Curiosamente, The Dyslexia Debate, publicado em fevereiro de 2014, é um estudo rigoroso desta alegada doença por dois acadêmicos distintos, o professor Julian Elliott da Durham University e a professora Elena Grigorenko da Yale University.

O livro examina como usamos a palavra dislexia e questiona sua eficácia como diagnóstico. Enquanto muitos acreditam que um diagnóstico de dislexia pode ajudar a identificar a melhor forma de intervenção, os autores afirmam que agrega pouco valor. Na verdade, a interpretação problemática do termo pode se tornar um grande desserviço para as crianças que têm dificuldade para ler.

Elliot e Grigorenko examinam as pesquisas mais recentes em ciências cognitivas, genética e neurociência e as limitações desses campos em termos de ação profissional.

Os autores afirmam: Ser rotulado como disléxico pode ser considerado desejável por muitas razões. Isso inclui recursos extras e tempo extra em exames. E há a esperança de que isso reduza a vergonha e o constrangimento que muitas vezes são consequência das dificuldades de alfabetização. Pode ajudar a isentar a criança, os pais e os professores de qualquer senso de responsabilidade percebido.

Seu livro apresenta vários pontos. Não há uma definição clara do que é dislexia. Não há um diagnóstico objetivo disso. Ninguém pode concordar sobre quantas pessoas sofrem com isso. A crença generalizada de que está ligada a alta inteligência não resiste à análise.

Atualmente, se seu filho tem dificuldades para ler ou escrever, pode ser difícil saber exatamente qual é o problema. Conversar com a professora do seu filho sobre o que ela observou é um bom ponto de partida. Juntos, vocês podem desenvolver um plano. Existem muitas maneiras de ajudar as crianças com problemas de leitura e escrita a ter sucesso na escola.

  • Tempo extra para leitura e escrita, acesso às anotações do professor da aula para reduzir a quantidade de anotações, instruções simplificadas, livros em fita, tarefas encurtadas.
  • Instruções específicas sobre como identificar sons, entender como as letras representam os sons na fala e decodificar palavras, instruções, seja um a um ou em um pequeno grupo, usando um programa de leitura multissensorial que se concentra no uso de todos os sentidos para aprender.
  • Leia em voz alta para que seu filho ouça histórias acima de seu nível de leitura. Incentive seu filho a ouvir livros de áudio, ajude-o a usar programas de verificação ortográfica, use ferramentas de fala para texto.

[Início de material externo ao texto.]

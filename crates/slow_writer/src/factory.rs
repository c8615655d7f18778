//! Build sinks and writers from configuration

use contracts::{ByteSink, SinkConfig, SinkError, SinkType, WriterConfig};
use tokio::fs::File;
use tokio::io::{Stderr, Stdout};
use tracing::{info, instrument};

use crate::error::WriterError;
use crate::sinks::{IoSink, LogSink};
use crate::writer::{SlowWriter, WriterOptions};

/// Any sink that can be described by a [`SinkConfig`]
pub enum ConfiguredSink {
    Stdout(IoSink<Stdout>),
    Stderr(IoSink<Stderr>),
    File(IoSink<File>),
    Log(LogSink),
}

impl ByteSink for ConfiguredSink {
    fn name(&self) -> &str {
        match self {
            Self::Stdout(sink) => sink.name(),
            Self::Stderr(sink) => sink.name(),
            Self::File(sink) => sink.name(),
            Self::Log(sink) => sink.name(),
        }
    }

    async fn write(&mut self, bytes: &[u8]) -> Result<usize, SinkError> {
        match self {
            Self::Stdout(sink) => sink.write(bytes).await,
            Self::Stderr(sink) => sink.write(bytes).await,
            Self::File(sink) => sink.write(bytes).await,
            Self::Log(sink) => sink.write(bytes).await,
        }
    }
}

/// Create a sink from configuration
#[instrument(
    name = "slow_writer_create_sink",
    skip(config),
    fields(sink = %name, sink_type = ?config.sink_type)
)]
pub async fn create_sink(name: &str, config: &SinkConfig) -> Result<ConfiguredSink, WriterError> {
    let sink = match config.sink_type {
        SinkType::Stdout => ConfiguredSink::Stdout(IoSink::stdout(name)),
        SinkType::Stderr => ConfiguredSink::Stderr(IoSink::stderr(name)),
        SinkType::Log => ConfiguredSink::Log(LogSink::new(name)),
        SinkType::File => {
            let path = config
                .params
                .get("path")
                .ok_or_else(|| WriterError::sink_creation(name, "missing 'path' param"))?;
            let sink = IoSink::create_file(name, path)
                .await
                .map_err(|e| WriterError::sink_creation(name, e.to_string()))?;
            ConfiguredSink::File(sink)
        }
    };
    Ok(sink)
}

/// Convenience function to create a running writer from configuration
#[instrument(name = "slow_writer_create", skip(config), fields(writer = %config.name))]
pub async fn create_writer(config: &WriterConfig) -> Result<SlowWriter, WriterError> {
    let sink = create_sink(&config.name, &config.sink).await?;
    let writer = SlowWriter::with_options(sink, WriterOptions::from(config));

    info!(
        writer = %config.name,
        sink_type = ?config.sink.sink_type,
        interval_ms = config.interval_ms,
        "Writer created from config"
    );
    Ok(writer)
}

#[cfg(test)]
mod tests {
    use super::*;

    #[tokio::test]
    async fn test_create_log_sink() {
        let sink = create_sink("logger", &SinkConfig::of(SinkType::Log))
            .await
            .unwrap();
        assert!(matches!(sink, ConfiguredSink::Log(_)));
        assert_eq!(sink.name(), "logger");
    }

    #[tokio::test]
    async fn test_file_sink_requires_path() {
        let result = create_sink("file", &SinkConfig::of(SinkType::File)).await;
        assert!(matches!(result, Err(WriterError::SinkCreation { .. })));
    }

    #[tokio::test]
    async fn test_create_writer_with_file_sink() {
        let dir = tempfile::tempdir().unwrap();
        let path = dir.path().join("writer.log");

        let mut config = WriterConfig::new("to_file");
        config.sink = SinkConfig::of(SinkType::File).with_param("path", path.to_string_lossy());

        let writer = create_writer(&config).await.unwrap();
        assert_eq!(writer.name(), "to_file");
        writer.write(b"line one\n").await.unwrap();
        writer.write(b"line two\n").await.unwrap();
        writer.close().await.unwrap();

        let contents = std::fs::read_to_string(&path).unwrap();
        assert_eq!(contents, "line one\nline two\n");
    }
}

Por fim, lembre-se de que os primeiros anos são cruciais para todo aprendizado e desenvolvimento que ocorrerem mais tarde na vida. Converse com seu bebê / criança em todas as rotinas diárias, incorpore-os em um ambiente auditivo rico em vocabulário e linguagem, cante com eles, conte-lhes histórias e mostre-lhes livros todos os dias, invente rimas e cantem juntos, brinque com palavras que rimam e divirtam-se muito juntos!